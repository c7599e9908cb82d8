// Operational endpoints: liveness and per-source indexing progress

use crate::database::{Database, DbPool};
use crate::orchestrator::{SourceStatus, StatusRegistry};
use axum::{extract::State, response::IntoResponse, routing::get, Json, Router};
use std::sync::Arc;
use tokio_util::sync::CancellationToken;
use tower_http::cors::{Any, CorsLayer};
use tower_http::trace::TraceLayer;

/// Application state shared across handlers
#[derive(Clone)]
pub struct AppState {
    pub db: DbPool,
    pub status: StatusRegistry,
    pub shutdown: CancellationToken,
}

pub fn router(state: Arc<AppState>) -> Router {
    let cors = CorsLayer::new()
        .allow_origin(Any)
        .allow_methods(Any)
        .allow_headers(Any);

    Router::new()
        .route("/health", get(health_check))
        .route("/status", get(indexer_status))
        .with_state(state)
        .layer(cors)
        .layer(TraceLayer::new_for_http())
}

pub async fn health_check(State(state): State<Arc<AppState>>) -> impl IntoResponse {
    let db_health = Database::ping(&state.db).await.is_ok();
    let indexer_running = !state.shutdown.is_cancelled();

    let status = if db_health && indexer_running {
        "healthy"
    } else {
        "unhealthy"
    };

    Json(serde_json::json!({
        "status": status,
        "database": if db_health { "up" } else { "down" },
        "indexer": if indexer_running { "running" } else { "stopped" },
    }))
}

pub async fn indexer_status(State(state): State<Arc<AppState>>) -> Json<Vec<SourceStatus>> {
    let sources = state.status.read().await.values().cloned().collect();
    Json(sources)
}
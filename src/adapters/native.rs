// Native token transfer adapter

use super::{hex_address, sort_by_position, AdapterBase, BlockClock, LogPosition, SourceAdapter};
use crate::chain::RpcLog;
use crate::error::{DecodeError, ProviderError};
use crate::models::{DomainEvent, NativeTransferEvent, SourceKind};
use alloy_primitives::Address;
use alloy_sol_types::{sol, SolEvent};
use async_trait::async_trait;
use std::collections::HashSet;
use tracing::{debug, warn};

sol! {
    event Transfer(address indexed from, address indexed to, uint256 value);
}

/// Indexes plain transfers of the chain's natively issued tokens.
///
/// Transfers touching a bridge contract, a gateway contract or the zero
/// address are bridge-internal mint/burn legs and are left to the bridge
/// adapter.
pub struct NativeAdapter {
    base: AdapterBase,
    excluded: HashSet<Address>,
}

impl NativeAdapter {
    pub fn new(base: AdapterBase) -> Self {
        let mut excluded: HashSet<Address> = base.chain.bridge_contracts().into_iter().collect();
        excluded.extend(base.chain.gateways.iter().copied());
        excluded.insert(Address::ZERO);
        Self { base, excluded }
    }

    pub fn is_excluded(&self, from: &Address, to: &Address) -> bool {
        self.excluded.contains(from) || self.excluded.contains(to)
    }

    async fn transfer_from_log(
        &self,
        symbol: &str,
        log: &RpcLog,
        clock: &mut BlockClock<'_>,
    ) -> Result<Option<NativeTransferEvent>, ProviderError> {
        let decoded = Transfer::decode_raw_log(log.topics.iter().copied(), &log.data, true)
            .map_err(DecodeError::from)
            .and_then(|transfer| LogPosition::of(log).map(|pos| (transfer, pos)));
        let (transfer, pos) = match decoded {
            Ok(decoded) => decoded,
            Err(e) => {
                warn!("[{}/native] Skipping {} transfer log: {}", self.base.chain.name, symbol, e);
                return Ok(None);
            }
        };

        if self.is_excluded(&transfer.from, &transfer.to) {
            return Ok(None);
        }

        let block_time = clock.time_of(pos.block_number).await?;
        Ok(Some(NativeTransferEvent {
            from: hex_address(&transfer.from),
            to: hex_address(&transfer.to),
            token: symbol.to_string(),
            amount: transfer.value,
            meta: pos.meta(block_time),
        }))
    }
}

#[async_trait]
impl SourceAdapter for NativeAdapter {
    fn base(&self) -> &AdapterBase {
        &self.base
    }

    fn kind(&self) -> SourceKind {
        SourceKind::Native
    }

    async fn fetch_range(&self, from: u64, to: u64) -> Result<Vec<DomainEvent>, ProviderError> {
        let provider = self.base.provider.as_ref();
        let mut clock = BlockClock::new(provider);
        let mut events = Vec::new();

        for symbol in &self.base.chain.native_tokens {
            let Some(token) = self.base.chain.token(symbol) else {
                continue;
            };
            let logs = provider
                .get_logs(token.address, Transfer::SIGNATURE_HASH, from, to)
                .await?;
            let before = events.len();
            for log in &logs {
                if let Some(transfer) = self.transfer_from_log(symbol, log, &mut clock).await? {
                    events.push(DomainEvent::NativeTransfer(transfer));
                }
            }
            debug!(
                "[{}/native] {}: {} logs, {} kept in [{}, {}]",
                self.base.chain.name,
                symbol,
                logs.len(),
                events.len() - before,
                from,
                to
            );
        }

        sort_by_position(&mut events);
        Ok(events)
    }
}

---

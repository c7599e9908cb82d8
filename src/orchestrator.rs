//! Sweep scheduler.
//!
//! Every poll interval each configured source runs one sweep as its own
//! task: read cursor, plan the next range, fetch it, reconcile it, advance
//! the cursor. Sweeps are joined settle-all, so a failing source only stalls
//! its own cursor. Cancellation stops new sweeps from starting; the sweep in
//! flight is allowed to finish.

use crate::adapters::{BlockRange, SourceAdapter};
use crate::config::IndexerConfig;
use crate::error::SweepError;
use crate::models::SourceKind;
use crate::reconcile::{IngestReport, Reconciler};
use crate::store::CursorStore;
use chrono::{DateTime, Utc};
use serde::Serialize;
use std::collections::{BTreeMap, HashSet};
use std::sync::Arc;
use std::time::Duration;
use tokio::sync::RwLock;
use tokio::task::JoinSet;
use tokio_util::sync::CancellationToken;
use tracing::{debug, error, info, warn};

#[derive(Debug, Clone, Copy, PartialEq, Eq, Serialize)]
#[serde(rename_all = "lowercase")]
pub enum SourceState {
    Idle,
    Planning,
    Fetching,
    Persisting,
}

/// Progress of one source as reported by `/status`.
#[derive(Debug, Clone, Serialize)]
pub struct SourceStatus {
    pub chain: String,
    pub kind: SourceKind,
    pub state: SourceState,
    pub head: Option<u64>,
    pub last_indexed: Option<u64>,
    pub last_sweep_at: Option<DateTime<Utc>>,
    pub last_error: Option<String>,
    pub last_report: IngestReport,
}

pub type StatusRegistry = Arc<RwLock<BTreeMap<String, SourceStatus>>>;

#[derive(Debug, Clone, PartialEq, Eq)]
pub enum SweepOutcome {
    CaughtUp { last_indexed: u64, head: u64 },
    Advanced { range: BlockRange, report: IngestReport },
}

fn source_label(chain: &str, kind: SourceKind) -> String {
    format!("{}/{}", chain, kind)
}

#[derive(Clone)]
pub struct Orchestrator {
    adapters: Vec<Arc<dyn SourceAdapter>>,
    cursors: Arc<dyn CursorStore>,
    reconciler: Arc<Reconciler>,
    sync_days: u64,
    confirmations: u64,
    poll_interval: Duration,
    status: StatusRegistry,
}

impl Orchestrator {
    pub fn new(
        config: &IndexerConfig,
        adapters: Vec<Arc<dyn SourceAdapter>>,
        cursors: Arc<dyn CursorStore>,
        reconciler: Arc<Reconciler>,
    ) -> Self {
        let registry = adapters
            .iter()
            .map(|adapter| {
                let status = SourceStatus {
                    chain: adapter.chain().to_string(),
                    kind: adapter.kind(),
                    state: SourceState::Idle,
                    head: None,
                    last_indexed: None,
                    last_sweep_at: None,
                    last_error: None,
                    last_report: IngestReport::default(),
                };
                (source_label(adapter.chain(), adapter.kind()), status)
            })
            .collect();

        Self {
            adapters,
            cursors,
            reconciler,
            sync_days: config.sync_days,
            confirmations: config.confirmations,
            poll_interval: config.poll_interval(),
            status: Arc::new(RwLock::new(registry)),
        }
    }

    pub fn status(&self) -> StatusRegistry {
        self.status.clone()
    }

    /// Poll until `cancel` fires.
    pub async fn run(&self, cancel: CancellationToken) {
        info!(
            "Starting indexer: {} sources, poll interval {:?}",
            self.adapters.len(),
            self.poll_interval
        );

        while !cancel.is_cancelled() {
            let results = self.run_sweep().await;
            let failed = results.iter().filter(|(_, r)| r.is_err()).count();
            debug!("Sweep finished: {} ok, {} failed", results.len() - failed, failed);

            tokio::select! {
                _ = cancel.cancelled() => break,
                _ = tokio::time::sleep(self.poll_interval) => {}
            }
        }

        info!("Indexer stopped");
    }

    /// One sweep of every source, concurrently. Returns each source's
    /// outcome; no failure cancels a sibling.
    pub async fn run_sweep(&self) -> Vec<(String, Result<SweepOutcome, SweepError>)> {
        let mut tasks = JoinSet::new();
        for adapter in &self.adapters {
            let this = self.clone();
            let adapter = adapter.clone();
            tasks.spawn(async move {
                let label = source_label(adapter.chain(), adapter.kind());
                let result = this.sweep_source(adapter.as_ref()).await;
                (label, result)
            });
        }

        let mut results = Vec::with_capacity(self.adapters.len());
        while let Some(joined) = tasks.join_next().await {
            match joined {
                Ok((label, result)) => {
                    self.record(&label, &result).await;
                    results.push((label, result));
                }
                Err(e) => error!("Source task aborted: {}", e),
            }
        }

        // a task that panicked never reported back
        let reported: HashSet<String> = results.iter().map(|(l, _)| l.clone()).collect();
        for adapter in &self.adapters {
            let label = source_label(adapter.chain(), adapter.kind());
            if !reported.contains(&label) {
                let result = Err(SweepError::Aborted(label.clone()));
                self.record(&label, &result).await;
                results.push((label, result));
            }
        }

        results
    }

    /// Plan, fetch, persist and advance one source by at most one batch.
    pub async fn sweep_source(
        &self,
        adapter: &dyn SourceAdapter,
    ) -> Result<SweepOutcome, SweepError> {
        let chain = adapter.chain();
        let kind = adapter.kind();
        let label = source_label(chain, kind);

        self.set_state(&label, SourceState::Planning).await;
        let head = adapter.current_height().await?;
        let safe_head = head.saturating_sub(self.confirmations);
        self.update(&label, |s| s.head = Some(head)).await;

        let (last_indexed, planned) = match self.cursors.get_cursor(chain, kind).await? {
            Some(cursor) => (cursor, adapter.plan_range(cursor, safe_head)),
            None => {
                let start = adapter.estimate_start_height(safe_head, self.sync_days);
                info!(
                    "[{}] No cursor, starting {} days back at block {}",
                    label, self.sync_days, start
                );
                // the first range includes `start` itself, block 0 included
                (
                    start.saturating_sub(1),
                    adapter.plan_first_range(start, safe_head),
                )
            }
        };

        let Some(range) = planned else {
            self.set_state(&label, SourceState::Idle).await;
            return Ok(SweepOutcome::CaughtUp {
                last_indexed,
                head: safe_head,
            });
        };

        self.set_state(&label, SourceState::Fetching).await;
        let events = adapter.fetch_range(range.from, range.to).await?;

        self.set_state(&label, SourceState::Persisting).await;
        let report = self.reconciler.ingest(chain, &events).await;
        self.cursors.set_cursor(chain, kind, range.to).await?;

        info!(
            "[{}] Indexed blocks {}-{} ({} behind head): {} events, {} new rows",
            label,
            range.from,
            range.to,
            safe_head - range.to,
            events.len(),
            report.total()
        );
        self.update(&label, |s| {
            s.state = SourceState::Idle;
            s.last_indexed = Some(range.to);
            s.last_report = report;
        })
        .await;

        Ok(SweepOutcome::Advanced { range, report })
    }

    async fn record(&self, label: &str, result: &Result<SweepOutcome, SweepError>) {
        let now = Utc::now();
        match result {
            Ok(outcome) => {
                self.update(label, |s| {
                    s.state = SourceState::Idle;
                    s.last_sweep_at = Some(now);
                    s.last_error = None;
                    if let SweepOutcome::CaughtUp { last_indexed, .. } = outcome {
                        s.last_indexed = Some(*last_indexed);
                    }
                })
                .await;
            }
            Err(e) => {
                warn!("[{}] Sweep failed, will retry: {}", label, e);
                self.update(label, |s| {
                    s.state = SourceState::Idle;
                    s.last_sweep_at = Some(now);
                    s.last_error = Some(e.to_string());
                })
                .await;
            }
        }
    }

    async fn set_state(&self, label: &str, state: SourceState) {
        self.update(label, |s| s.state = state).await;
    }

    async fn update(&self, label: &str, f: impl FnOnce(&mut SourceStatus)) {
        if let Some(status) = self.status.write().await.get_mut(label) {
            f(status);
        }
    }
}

---

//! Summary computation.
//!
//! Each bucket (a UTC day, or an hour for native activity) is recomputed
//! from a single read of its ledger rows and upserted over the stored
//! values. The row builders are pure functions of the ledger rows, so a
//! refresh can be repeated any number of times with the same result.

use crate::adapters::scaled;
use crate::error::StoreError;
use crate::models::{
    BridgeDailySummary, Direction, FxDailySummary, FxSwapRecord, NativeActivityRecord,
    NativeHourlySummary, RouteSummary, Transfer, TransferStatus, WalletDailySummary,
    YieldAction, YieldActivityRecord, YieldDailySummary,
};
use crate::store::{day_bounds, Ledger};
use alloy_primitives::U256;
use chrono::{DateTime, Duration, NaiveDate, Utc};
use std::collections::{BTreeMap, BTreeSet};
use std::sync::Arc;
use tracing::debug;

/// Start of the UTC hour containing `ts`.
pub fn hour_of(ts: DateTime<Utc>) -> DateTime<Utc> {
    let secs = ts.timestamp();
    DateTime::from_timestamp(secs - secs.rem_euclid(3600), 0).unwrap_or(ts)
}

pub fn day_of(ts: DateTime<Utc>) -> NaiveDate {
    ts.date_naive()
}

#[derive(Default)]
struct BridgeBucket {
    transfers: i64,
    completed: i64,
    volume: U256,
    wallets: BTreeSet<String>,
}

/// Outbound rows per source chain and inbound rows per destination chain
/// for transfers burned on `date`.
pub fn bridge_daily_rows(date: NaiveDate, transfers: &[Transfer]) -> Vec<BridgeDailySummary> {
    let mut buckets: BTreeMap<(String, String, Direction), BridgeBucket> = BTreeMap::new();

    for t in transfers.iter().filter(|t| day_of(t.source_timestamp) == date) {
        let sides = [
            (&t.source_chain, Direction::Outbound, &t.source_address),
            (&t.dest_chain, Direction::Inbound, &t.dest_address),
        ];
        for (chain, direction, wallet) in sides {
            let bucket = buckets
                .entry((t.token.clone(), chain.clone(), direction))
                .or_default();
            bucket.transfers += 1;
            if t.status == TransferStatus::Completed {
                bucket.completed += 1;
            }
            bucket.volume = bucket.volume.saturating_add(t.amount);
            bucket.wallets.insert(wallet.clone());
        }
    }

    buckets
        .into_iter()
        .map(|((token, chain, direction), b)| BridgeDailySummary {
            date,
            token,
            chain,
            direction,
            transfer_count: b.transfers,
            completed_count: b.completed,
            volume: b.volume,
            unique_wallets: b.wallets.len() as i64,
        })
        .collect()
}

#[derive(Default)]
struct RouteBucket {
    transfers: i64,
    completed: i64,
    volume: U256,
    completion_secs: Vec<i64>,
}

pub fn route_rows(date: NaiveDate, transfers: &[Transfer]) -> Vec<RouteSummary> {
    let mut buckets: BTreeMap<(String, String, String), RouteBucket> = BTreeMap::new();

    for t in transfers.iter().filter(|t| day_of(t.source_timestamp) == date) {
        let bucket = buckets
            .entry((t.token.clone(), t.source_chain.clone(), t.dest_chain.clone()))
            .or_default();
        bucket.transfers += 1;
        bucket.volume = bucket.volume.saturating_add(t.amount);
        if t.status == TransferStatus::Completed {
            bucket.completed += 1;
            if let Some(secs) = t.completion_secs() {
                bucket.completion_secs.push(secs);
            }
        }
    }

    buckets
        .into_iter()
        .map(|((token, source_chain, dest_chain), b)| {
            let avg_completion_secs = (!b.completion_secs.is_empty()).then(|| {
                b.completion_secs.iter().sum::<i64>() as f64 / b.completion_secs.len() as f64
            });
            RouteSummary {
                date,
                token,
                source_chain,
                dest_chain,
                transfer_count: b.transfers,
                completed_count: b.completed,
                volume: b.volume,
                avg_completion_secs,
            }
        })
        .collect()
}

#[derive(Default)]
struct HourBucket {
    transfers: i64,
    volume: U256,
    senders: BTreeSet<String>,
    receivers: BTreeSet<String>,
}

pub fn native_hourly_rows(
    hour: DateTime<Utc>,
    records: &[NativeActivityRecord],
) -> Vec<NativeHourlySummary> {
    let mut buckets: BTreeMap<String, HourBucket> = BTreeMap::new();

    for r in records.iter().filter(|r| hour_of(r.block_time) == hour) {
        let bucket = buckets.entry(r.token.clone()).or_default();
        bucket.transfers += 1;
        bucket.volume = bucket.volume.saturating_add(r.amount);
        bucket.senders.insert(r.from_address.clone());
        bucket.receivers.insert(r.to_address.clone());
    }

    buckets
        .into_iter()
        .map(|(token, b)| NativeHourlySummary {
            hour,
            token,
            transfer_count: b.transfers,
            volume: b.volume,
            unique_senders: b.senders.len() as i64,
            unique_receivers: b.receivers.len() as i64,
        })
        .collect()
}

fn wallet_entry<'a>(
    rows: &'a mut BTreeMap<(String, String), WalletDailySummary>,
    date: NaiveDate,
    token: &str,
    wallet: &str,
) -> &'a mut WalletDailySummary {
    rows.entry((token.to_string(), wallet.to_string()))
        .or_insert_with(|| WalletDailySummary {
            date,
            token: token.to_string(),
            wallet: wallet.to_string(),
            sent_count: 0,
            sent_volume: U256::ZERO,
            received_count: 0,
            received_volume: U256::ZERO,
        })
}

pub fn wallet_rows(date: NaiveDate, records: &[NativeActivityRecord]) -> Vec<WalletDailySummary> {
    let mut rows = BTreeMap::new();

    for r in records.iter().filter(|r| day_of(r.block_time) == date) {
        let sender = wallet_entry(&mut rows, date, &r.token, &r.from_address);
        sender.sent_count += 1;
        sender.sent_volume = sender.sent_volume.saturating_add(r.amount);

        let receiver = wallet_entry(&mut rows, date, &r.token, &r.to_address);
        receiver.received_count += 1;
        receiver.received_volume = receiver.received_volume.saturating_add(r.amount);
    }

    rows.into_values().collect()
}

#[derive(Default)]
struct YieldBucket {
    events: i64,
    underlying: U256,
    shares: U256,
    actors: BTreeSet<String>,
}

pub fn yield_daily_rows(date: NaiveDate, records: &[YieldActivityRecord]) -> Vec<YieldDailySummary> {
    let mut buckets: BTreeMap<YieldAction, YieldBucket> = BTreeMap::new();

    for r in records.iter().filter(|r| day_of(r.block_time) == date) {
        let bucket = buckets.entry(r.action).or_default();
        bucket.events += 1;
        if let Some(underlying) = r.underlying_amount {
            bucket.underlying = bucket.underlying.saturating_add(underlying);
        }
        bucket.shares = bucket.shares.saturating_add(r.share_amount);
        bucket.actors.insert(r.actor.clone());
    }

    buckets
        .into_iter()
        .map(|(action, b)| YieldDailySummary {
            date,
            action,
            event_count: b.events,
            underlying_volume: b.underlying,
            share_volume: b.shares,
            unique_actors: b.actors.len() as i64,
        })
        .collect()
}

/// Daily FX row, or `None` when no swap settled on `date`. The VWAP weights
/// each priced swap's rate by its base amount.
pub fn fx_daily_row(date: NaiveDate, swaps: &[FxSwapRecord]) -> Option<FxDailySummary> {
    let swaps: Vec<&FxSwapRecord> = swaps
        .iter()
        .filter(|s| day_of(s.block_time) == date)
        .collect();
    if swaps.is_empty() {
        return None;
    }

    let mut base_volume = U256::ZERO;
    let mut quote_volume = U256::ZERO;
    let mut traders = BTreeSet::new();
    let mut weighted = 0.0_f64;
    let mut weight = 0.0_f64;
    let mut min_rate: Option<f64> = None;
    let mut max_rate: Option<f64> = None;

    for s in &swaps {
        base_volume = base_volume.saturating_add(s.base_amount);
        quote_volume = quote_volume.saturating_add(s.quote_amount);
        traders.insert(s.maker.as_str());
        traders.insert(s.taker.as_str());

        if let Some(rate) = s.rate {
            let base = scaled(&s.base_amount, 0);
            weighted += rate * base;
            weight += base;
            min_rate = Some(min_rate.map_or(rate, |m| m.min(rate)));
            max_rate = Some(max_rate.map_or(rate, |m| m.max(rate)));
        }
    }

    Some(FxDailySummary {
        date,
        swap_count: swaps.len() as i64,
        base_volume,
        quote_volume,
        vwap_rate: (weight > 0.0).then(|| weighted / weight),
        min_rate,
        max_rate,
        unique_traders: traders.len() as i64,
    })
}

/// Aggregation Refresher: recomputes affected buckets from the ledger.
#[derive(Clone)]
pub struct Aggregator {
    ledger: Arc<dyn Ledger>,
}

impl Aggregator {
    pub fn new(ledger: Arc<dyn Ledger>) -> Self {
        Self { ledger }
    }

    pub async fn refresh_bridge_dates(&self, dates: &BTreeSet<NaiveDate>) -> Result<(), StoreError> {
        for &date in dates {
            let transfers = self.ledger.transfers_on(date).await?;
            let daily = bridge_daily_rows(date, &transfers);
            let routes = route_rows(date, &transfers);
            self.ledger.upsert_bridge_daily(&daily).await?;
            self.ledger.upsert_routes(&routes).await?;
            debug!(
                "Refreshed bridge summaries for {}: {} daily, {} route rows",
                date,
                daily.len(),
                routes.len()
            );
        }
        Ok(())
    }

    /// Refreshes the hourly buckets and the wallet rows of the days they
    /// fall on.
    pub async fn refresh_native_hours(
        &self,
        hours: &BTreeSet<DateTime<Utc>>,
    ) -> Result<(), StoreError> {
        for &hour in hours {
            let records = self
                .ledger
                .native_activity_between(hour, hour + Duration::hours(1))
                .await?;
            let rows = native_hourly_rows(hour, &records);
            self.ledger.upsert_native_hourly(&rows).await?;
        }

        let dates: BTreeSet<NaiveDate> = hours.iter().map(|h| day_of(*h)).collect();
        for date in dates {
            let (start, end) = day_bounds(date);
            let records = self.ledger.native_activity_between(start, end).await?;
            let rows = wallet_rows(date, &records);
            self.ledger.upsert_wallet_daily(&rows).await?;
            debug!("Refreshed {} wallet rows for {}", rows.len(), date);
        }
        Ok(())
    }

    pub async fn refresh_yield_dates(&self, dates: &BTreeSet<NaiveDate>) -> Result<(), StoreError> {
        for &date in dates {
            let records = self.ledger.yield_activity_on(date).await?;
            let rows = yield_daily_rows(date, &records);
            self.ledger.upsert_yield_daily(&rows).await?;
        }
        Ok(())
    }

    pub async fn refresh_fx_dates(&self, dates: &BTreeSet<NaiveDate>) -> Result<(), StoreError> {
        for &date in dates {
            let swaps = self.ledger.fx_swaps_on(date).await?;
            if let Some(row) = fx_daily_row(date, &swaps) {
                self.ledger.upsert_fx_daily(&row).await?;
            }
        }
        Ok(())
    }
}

_Directions_: Of the entries above, transcribe exactly those lines that fall between the line containing "let label = source_label(chain, kind);" and the line containing "self.update(&label, |s| s.head", together with those two lines.

_Finished task_:
        let label = source_label(chain, kind);

        self.set_state(&label, SourceState::Planning).await;
        let head = adapter.current_height().await?;
        let safe_head = head.saturating_sub(self.confirmations);
        self.update(&label, |s| s.head = Some(head)).await;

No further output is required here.